The Dow, which had been -466 points at its intra-day low, came in -113 points to -0.34%, while the S&P 500, now -12% from its all-time highs hit in the beginning of this year, was -0.43% on the day. The Nasdaq performed worst of all major indexes yet again today, -125 points or -0.95% — now -19% from its all-time highs in November — and the small-cap Russell 2000, with its domestic-led companies, outperformed the field, -0.23%.

The 10-year Treasury bond yield went back up above 2% for a time during regular trading today, and is +1.99% at this hour. By comparison, the 2-year yield is +1.70%. With the spread between the two now tighter than 30 basis points, we look to be closer to inverting this curve, which would be a strong indicator that an economic recession is on the horizon.

We saw the spread between the two yields dip below 1% only after the discovery of the Omicron variant in late November. Before that, you’d have to go back more than a year to see a sub-1% spread between 2s and 10s.

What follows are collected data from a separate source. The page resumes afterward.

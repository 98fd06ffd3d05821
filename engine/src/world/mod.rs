//! World Module
//!
//! Level-scale concerns: the heightmap, the scenery scatter pass, the
//! molded prop shapes, and the assembler that turns a seed into a playable
//! level.

pub mod flora;
pub mod heightmap;
pub mod level;
pub mod scatter;

pub use heightmap::{HEIGHTMAP_SIZE, Heightmap, HeightmapError};
pub use level::{LevelData, LevelParams, build_level};
pub use scatter::{ScenerySet, scatter_scenery};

The last time we saw an inversion, by the way, was for a very short time in late August 2019 — during the peak U.S.-China trade war — which did not result in a (non-Covid-related) recession.

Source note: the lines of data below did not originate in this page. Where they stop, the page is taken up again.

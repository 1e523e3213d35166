//! Byte cursor over a path expression.
//!
//! Every token of the path grammar is ASCII, so the parser moves through
//! the expression byte-by-byte. Non-ASCII bytes only ever appear inside
//! names and string literals, which are consumed whole, so every position
//! the cursor stops at is a character boundary.

/// Cursor over the bytes of an expression.
///
/// The cursor is [`Copy`], so a saved copy is a free snapshot.
#[derive(Clone, Copy, Debug)]
pub(crate) struct Cursor<'a> {
    source: &'a str,
    pos: usize,
}

impl<'a> Cursor<'a> {
    /// Create a cursor at the start of `source`.
    pub(crate) fn new(source: &'a str) -> Self {
        Cursor { source, pos: 0 }
    }

    /// Returns the byte at the current position, or `0x00` at EOF.
    ///
    /// Interior null bytes also return `0x00`; use [`is_eof()`](Self::is_eof)
    /// to distinguish.
    #[inline]
    pub(crate) fn current(&self) -> u8 {
        self.source.as_bytes().get(self.pos).copied().unwrap_or(0)
    }

    /// Returns `true` once every byte has been consumed.
    #[inline]
    pub(crate) fn is_eof(&self) -> bool {
        self.pos >= self.source.len()
    }

    /// Current byte offset.
    #[inline]
    pub(crate) fn pos(&self) -> usize {
        self.pos
    }

    /// Advance by one byte, stopping at EOF.
    #[inline]
    pub(crate) fn advance(&mut self) {
        if !self.is_eof() {
            self.pos += 1;
        }
    }

    /// Consume `byte` if it is next.
    #[inline]
    pub(crate) fn eat(&mut self, byte: u8) -> bool {
        if !self.is_eof() && self.current() == byte {
            self.pos += 1;
            true
        } else {
            false
        }
    }

    /// Consume one leading `+` or `-`.
    pub(crate) fn eat_sign(&mut self) -> bool {
        self.eat(b'-') || self.eat(b'+')
    }

    /// Advance while `pred` holds for the current byte.
    #[inline]
    pub(crate) fn eat_while(&mut self, pred: impl Fn(u8) -> bool) {
        while !self.is_eof() && pred(self.current()) {
            self.pos += 1;
        }
    }

    /// Skip spaces.
    #[inline]
    pub(crate) fn eat_spaces(&mut self) {
        self.eat_while(|b| b == b' ');
    }

    /// Advance until `byte` is the current byte.
    ///
    /// Returns `false` (with the cursor at EOF) if `byte` never occurs.
    pub(crate) fn eat_until(&mut self, byte: u8) -> bool {
        let remaining = &self.source.as_bytes()[self.pos..];
        match remaining.iter().position(|&b| b == byte) {
            Some(offset) => {
                self.pos += offset;
                true
            }
            None => {
                self.pos = self.source.len();
                false
            }
        }
    }

    /// The source text from `start` to the current position.
    pub(crate) fn slice_from(&self, start: usize) -> &'a str {
        self.source.get(start..self.pos).unwrap_or_default()
    }

    /// The character at the current position, if any.
    pub(crate) fn current_char(&self) -> Option<char> {
        self.source.get(self.pos..).and_then(|rest| rest.chars().next())
    }
}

Software giant Oracle (ORCL - Free Report) reported its first earnings miss since 2016 after Thursday’s close: $1.13 per share missed the Zacks consensus by four cents per share, on in-line revenues of $10.5 billion. Its growing Cloud business brought in $2.8 billion in the quarter, +24% year over year, but shares have fallen 6% in late trading on the news. Oracle shares are down more than -12% year to date but +13.7% from this time a year ago.

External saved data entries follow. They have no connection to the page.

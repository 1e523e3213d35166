#![allow(clippy::unwrap_used, clippy::expect_used)]

use pretty_assertions::assert_eq;

use super::*;
use crate::context::{ArgKind, ResolvedArg};
use crate::value::Value;

fn steps(expression: &str) -> Vec<Step> {
    compile(expression, &Context::new()).unwrap().steps
}

fn descendant_context() -> Context {
    let mut context = Context::new();
    context.allow_descendants(true);
    context
}

fn error(expression: &str) -> (usize, String) {
    let error = compile(expression, &Context::new()).unwrap_err();
    (error.offset(), error.message().to_owned())
}

fn filter(step: &Step) -> &Expression {
    step.condition.as_ref().expect("step has a filter")
}

// Member steps

#[test]
fn test_child_steps() {
    let steps = steps(".store.books.*");
    let targets: Vec<_> = steps.iter().map(|s| s.target.clone()).collect();
    assert_eq!(
        targets,
        vec![
            Target::Child(Selector::Name("store".into())),
            Target::Child(Selector::Name("books".into())),
            Target::Child(Selector::Wildcard),
        ]
    );
    assert!(steps.iter().all(|s| s.condition.is_none()));
}

#[test]
fn test_name_bytes() {
    let steps = steps(".foo-bar_2.épée");
    assert_eq!(steps[0].target, Target::Child(Selector::Name("foo-bar_2".into())));
    assert_eq!(steps[1].target, Target::Child(Selector::Name("épée".into())));
}

#[test]
fn test_descendants_rejected_by_default() {
    let (offset, message) = error(".store..Author");
    assert_eq!(offset, 6);
    assert_eq!(message, "descendant selectors are not enabled");
}

#[test]
fn test_descendants_allowed() {
    let path = compile(".store..Author", &descendant_context()).unwrap();
    assert_eq!(
        path.steps[1].target,
        Target::Descendant(Selector::Name("Author".into()))
    );

    let path = compile("..*", &descendant_context()).unwrap();
    assert_eq!(path.steps[0].target, Target::Descendant(Selector::Wildcard));
}

#[test]
fn test_missing_name() {
    assert_eq!(
        error("."),
        (1, "unexpected end of path, expected a field name or '*'".into())
    );
    assert_eq!(
        error(".a.[0]"),
        (3, "unexpected '[', expected a field name or '*'".into())
    );
}

// Item steps

#[test]
fn test_item_ranges() {
    let cases = [
        ("[*]", Some(Slice::FULL)),
        ("[3]", Some(Slice::index(3))),
        ("[+1]", Some(Slice::index(1))),
        ("[3:10]", Some(Slice { start: 3, end: 10 })),
        ("[1:2]", Some(Slice { start: 1, end: 2 })),
        ("[-2:]", Some(Slice { start: -2, end: -1 })),
        ("[:1]", Some(Slice { start: 0, end: 1 })),
        ("[:]", Some(Slice::FULL)),
        ("[]", None),
    ];
    for (expression, range) in cases {
        assert_eq!(steps(expression)[0].target, Target::Item(range), "{expression}");
    }
}

#[test]
fn test_unterminated_bracket() {
    assert_eq!(
        error(".books["),
        (7, "unexpected end of path, expected ']'".into())
    );
    assert_eq!(
        error(".books[1"),
        (8, "unexpected end of path, expected ']'".into())
    );
    assert_eq!(error(".books[x]"), (7, "unexpected 'x', expected ']'".into()));
}

#[test]
fn test_range_bound_overflow() {
    assert_eq!(
        error(".books[99999999999999999999]"),
        (7, "failed to parse range bound".into())
    );
}

// Top level

#[test]
fn test_empty_expression() {
    assert_eq!(error(""), (0, "empty path".into()));
}

#[test]
fn test_leading_paren() {
    assert_eq!(
        error("("),
        (0, "unexpected '(', expected '.' or '['".into())
    );
}

#[test]
fn test_trailing_garbage() {
    assert_eq!(
        error(".a b"),
        (2, "unexpected ' ', expected '.' or '['".into())
    );
}

#[test]
fn test_source_is_kept() {
    let path = compile(".books[0].Title", &Context::new()).unwrap();
    assert_eq!(path.source(), ".books[0].Title");
    assert_eq!(path.to_string(), ".books[0].Title");
}

// Filters

#[test]
fn test_filter_with_spaces_and_inverse() {
    let steps = steps(".books[*]( ! empty( @.ISBN ) )");
    let expression = filter(&steps[1]);
    assert_eq!(expression.condition.name(), "empty");
    assert!(expression.inverse);
    assert_eq!(expression.arguments.len(), 1);
    let Argument::Path(nested) = &expression.arguments[0] else {
        panic!("expected a path argument, got {:?}", expression.arguments[0]);
    };
    assert_eq!(nested.source(), ".ISBN");
}

#[test]
fn test_nested_path_stops_at_outer_tokens() {
    let steps = steps(".a(eq(@.b[0], 1)).c");
    assert_eq!(steps.len(), 2);
    assert_eq!(steps[1].target, Target::Child(Selector::Name("c".into())));

    let Argument::Path(nested) = &filter(&steps[0]).arguments[0] else {
        panic!("expected a path argument");
    };
    assert_eq!(nested.source(), ".b[0]");
    assert_eq!(nested.steps().len(), 2);
}

#[test]
fn test_literal_arguments() {
    let cases = [
        (".a(eq(@.x, 'single'))", "Str(\"single\")"),
        (".a(eq(@.x, \"double\"))", "Str(\"double\")"),
        (".a(eq(@.x, `tick`))", "Str(\"tick\")"),
        (".a(eq(@.x, \"it's\"))", "Str(\"it's\")"),
        (".a(eq(@.x, 42))", "Int(42)"),
        (".a(eq(@.x, +3))", "Int(3)"),
        (".a(eq(@.x, -1.5))", "Float(-1.5)"),
        (".a(eq(@.x, 8.99))", "Float(8.99)"),
    ];
    for (expression, expected) in cases {
        let steps = steps(expression);
        let argument = &filter(&steps[0]).arguments[1];
        assert_eq!(format!("{argument:?}"), expected, "{expression}");
    }
}

#[test]
fn test_nested_filters() {
    let steps = steps(".a(has(@.b(eq(@.c, 1))))");
    let Argument::Path(nested) = &filter(&steps[0]).arguments[0] else {
        panic!("expected a path argument");
    };
    assert_eq!(filter(&nested.steps()[0]).condition.name(), "eq");
}

#[test]
fn test_deeply_nested_references() {
    let depth = 500;
    let expression = format!("{}.a{}", ".a(has(@".repeat(depth), "))".repeat(depth));
    let path = compile(&expression, &Context::new()).unwrap();
    assert_eq!(path.steps().len(), 1);
}

#[test]
fn test_unknown_condition() {
    assert_eq!(
        error(".books(nope(@.x))"),
        (
            7,
            "unknown condition \"nope\", expected one of: between, cicontains, contains, \
             empty, eq, gt, gte, has, lt, lte"
                .into()
        )
    );
}

#[test]
fn test_missing_condition_name() {
    assert_eq!(
        error(".a(!(@.x))"),
        (4, "unexpected '(', expected a condition name".into())
    );
}

#[test]
fn test_too_few_arguments() {
    assert_eq!(
        error(".books(eq(@.Price))"),
        (17, "too few arguments to \"eq\", expected 2, found 1".into())
    );
    assert_eq!(
        error(".books(has())"),
        (11, "too few arguments to \"has\", expected 1, found 0".into())
    );
}

#[test]
fn test_too_many_arguments() {
    assert_eq!(
        error(".books(has(@.ISBN, 1))"),
        (19, "too many arguments to \"has\", expected 1".into())
    );
}

#[test]
fn test_argument_kind_mismatch() {
    assert_eq!(
        error(".books(gt(@.Price, 'x'))"),
        (
            19,
            "argument 2 to \"gt\" must be float or integer, found string".into()
        )
    );
    assert_eq!(
        error(".books(has(5))"),
        (11, "argument 1 to \"has\" must be path, found integer".into())
    );
}

#[test]
fn test_unterminated_string() {
    assert_eq!(
        error(".a(eq(@.Title, \"abc))"),
        (15, "missing closing '\"'".into())
    );
}

#[test]
fn test_unclosed_filter() {
    assert_eq!(
        error(".a(eq(@.x, 1)"),
        (13, "unexpected end of path, expected ')'".into())
    );
}

#[test]
fn test_empty_reference() {
    assert_eq!(
        error(".a(has(@))"),
        (8, "unexpected ')', expected a path after '@'".into())
    );
}

#[test]
fn test_bad_argument() {
    assert_eq!(
        error(".a(has(x))"),
        (7, "unexpected 'x', expected an argument".into())
    );
    assert_eq!(
        error(".a(eq(@.x, -))"),
        (11, "failed to parse integer literal".into())
    );
}

// Context interaction

#[test]
fn test_zero_arity_condition() {
    let mut context = Context::new();
    context.register("always", Vec::<ArgKind>::new(), |_| true);

    let path = compile(".a(always())", &context).unwrap();
    assert!(filter(&path.steps[0]).arguments.is_empty());

    let error = compile(".a(always(1))", &context).unwrap_err();
    assert_eq!(error.offset(), 10);
}

#[test]
fn test_later_registration_does_not_change_compiled_path() {
    let mut context = Context::new();
    let path = compile(".a(has(@.b))", &context).unwrap();
    context.register("has", [ArgKind::PATH], |_| false);

    let value = Value::from(1);
    let args = [ResolvedArg::Candidates(vec![&value])];
    assert!(filter(&path.steps[0]).condition.test(&args));
}

#[test]
fn test_error_display() {
    let error = compile("(", &Context::new()).unwrap_err();
    assert_eq!(
        error.to_string(),
        "syntax error in path \"(\" at character 0: unexpected '(', expected '.' or '['"
    );
    assert_eq!(error.expression(), "(");
}

#[test]
#[should_panic(expected = "syntax error in path")]
fn test_compile_or_abort_panics() {
    compile_or_abort(".books[", &Context::new());
}

#[test]
fn test_compile_or_abort_returns_path() {
    let path = compile_or_abort(".books[*].Title", &Context::new());
    assert_eq!(path.steps().len(), 3);
}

With this morning’s Consumer Price Index (CPI) already reported at a higher-than-expected +7.9% year over year, we are mostly exhausted of most economic reads up until the Fed’s next monetary policy meeting mid-next week. The PPI results for February come out on Tuesday, and the Fed’s decision about raising interest rates joins Retail Sales and Import Prices for last month on the docket. Otherwise, we are tethered to the war in Ukraine and its global fallout.